Generation Next Strategies
Pathways to Quality (P2Q): Licensed family child care (LFCC) is the setting with the biggest identifiable gap in quality. Generation Next convened partners to create an effective intervention to support culturally and linguistically diverse LFCC providers, addressing quality improvement, program stability, family support and suspension reduction.
ParentPowered Texting: Recognizing that parents are the first and most important teacher for children, Generation Next and Think Small launched an effort to get them real-time, developmentally-appropriate information to promote their child’s success. Parents receive simple, regular and actionable text messages that support them in promoting their child’s development.
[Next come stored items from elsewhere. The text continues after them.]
//! Internationalization (i18n) support
//!
//! Month names and the handful of UI strings the pages need. `en` and `pt-BR`
//! are built in; `languages/<lang>.yml` can override any key.

use anyhow::Result;
use std::collections::HashMap;
use std::fs;
use std::path::Path;

const EN_MONTHS_SHORT: [&str; 12] = [
    "Jan", "Feb", "Mar", "Apr", "May", "Jun", "Jul", "Aug", "Sep", "Oct", "Nov", "Dec",
];
const EN_MONTHS_LONG: [&str; 12] = [
    "January",
    "February",
    "March",
    "April",
    "May",
    "June",
    "July",
    "August",
    "September",
    "October",
    "November",
    "December",
];
const EN_STRINGS: [(&str, &str); 5] = [
    ("load_more", "Load more posts"),
    ("loading", "Loading..."),
    ("retry", "Could not load posts, try again"),
    ("read_time", "{minutes} min"),
    ("not_found", "Post not found"),
];

const PT_BR_MONTHS_SHORT: [&str; 12] = [
    "jan", "fev", "mar", "abr", "mai", "jun", "jul", "ago", "set", "out", "nov", "dez",
];
const PT_BR_MONTHS_LONG: [&str; 12] = [
    "janeiro",
    "fevereiro",
    "março",
    "abril",
    "maio",
    "junho",
    "julho",
    "agosto",
    "setembro",
    "outubro",
    "novembro",
    "dezembro",
];
const PT_BR_STRINGS: [(&str, &str); 5] = [
    ("load_more", "Carregar mais posts"),
    ("loading", "Carregando..."),
    ("retry", "Falha ao carregar posts, tente novamente"),
    ("read_time", "{minutes} min"),
    ("not_found", "Post não encontrado"),
];

/// Month names for date formatting
#[derive(Debug, Clone, PartialEq)]
pub struct MonthNames {
    pub short: Vec<String>,
    pub long: Vec<String>,
}

impl MonthNames {
    fn from_static(short: &[&str; 12], long: &[&str; 12]) -> Self {
        Self {
            short: short.iter().map(|s| s.to_string()).collect(),
            long: long.iter().map(|s| s.to_string()).collect(),
        }
    }

    /// Abbreviated name of a 1-based month
    pub fn short_name(&self, month: u32) -> &str {
        lookup(&self.short, month)
    }

    /// Full name of a 1-based month
    pub fn long_name(&self, month: u32) -> &str {
        lookup(&self.long, month)
    }
}

fn lookup(names: &[String], month: u32) -> &str {
    month
        .checked_sub(1)
        .and_then(|i| names.get(i as usize))
        .map(String::as_str)
        .unwrap_or("")
}

/// Internationalization handler
#[derive(Debug, Clone)]
pub struct I18n {
    /// Current language
    language: String,
    months: MonthNames,
    /// UI strings: key -> translation
    strings: HashMap<String, String>,
}

impl I18n {
    /// Create a handler from the built-in tables
    pub fn new(language: &str) -> Self {
        let (months, strings) = match normalize(language).as_str() {
            "en" | "en-us" | "en-gb" => (
                MonthNames::from_static(&EN_MONTHS_SHORT, &EN_MONTHS_LONG),
                &EN_STRINGS,
            ),
            "pt-br" | "pt" => (
                MonthNames::from_static(&PT_BR_MONTHS_SHORT, &PT_BR_MONTHS_LONG),
                &PT_BR_STRINGS,
            ),
            other => {
                tracing::warn!("No built-in translations for {:?}, using English", other);
                (
                    MonthNames::from_static(&EN_MONTHS_SHORT, &EN_MONTHS_LONG),
                    &EN_STRINGS,
                )
            }
        };

        Self {
            language: language.to_string(),
            months,
            strings: strings
                .iter()
                .map(|(k, v)| (k.to_string(), v.to_string()))
                .collect(),
        }
    }

    /// Apply overrides from `<dir>/<language>.yml` if it exists
    pub fn load_overrides<P: AsRef<Path>>(&mut self, dir: P) -> Result<()> {
        let path = dir.as_ref().join(format!("{}.yml", self.language));
        if !path.exists() {
            return Ok(());
        }

        let content = fs::read_to_string(&path)?;
        match serde_yaml::from_str::<HashMap<String, serde_yaml::Value>>(&content) {
            Ok(data) => {
                self.apply(data);
                tracing::debug!("Loaded language file: {:?}", path);
            }
            Err(e) => {
                tracing::warn!("Failed to parse language file {:?}: {}", path, e);
            }
        }

        Ok(())
    }

    fn apply(&mut self, data: HashMap<String, serde_yaml::Value>) {
        for (key, value) in data {
            match (key.as_str(), value) {
                ("months_short", serde_yaml::Value::Sequence(seq)) => {
                    if let Some(names) = month_list(&seq) {
                        self.months.short = names;
                    }
                }
                ("months_long", serde_yaml::Value::Sequence(seq)) => {
                    if let Some(names) = month_list(&seq) {
                        self.months.long = names;
                    }
                }
                (_, serde_yaml::Value::String(s)) => {
                    self.strings.insert(key, s);
                }
                (_, other) => {
                    tracing::warn!("Ignoring non-string translation {:?}: {:?}", key, other);
                }
            }
        }
    }

    /// Get the current language
    pub fn language(&self) -> &str {
        &self.language
    }

    pub fn months(&self) -> &MonthNames {
        &self.months
    }

    /// Get a translation by key, or the key itself when missing
    pub fn get(&self, key: &str) -> String {
        self.strings
            .get(key)
            .cloned()
            .unwrap_or_else(|| key.to_string())
    }

    /// Reading time label, e.g. "4 min"
    pub fn read_time(&self, minutes: usize) -> String {
        self.get("read_time")
            .replace("{minutes}", &minutes.to_string())
    }

    /// All UI strings, for the template context
    pub fn get_all_translations(&self) -> HashMap<String, String> {
        self.strings.clone()
    }
}

impl Default for I18n {
    fn default() -> Self {
        Self::new("en")
    }
}

fn normalize(language: &str) -> String {
    language.trim().replace('_', "-").to_lowercase()
}

/// Twelve strings, or nothing
fn month_list(seq: &[serde_yaml::Value]) -> Option<Vec<String>> {
    let names: Vec<String> = seq
        .iter()
        .filter_map(|v| v.as_str().map(str::to_string))
        .collect();
    if names.len() == 12 {
        Some(names)
    } else {
        tracing::warn!("Month list must have 12 entries, found {}", names.len());
        None
    }
}
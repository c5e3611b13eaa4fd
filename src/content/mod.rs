//! Content module - post views and rich text rendering

mod post;
pub mod rich_text;

pub use post::{
    count_words, read_time_minutes, Banner, ContentBlock, ContentSection, Dimensions, PostDetail,
    PostFields, PostFormatter, PostSummary,
};
pub use rich_text::RichText;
Screening at 3: Generation Next and Greater Twin Cities United Way work with expert partners from a wide range of settings to increase efficiency and remove barriers to improve the 3-year-old early childhood screening system. Activities include training community partners to promote and support screening, expanding effective approaches and improving policy and practices related to screening. In addition to our work with Minneapolis and Saint Paul, we partner with surrounding districts through the Assuring Better Child Health & Development (ABCD) project.
Generation Next Accomplishments
• The percentage of LFCC providers in Minneapolis and Saint Paul with 3-and 4-star Parent Aware quality ratings rose from 9% (at the start of P2Q) to 16% by January 2018.
• As of August 2017, a total of 99 early childhood education providers received supports from P2Q.
• LFCC providers who received quality supports showed greater improvement in Parent Aware ratings than those who did not; 16% of programs receiving quality supports showed an improvement in their rating compared to 3% of programs that did not receive supports.
• LFCC providers who received business supports stayed in business at higher rates than those who did not: 100% of programs receiving business supports stayed in business compared to 93% of programs that did not receive supports.
• More than 5,500 parents and caregivers have signed up for the ParentPowered texting service.
• In 2016, 41% of three-year-olds in Minneapolis and Saint Paul were screened, up from 33% in 2015.
• As of February 2018, the ABCD project has exceeded all of its goals for MPS, Richfield, Bloomington; 7,999 3 to 5 year-olds have been screened, 2,968 of them at age 3.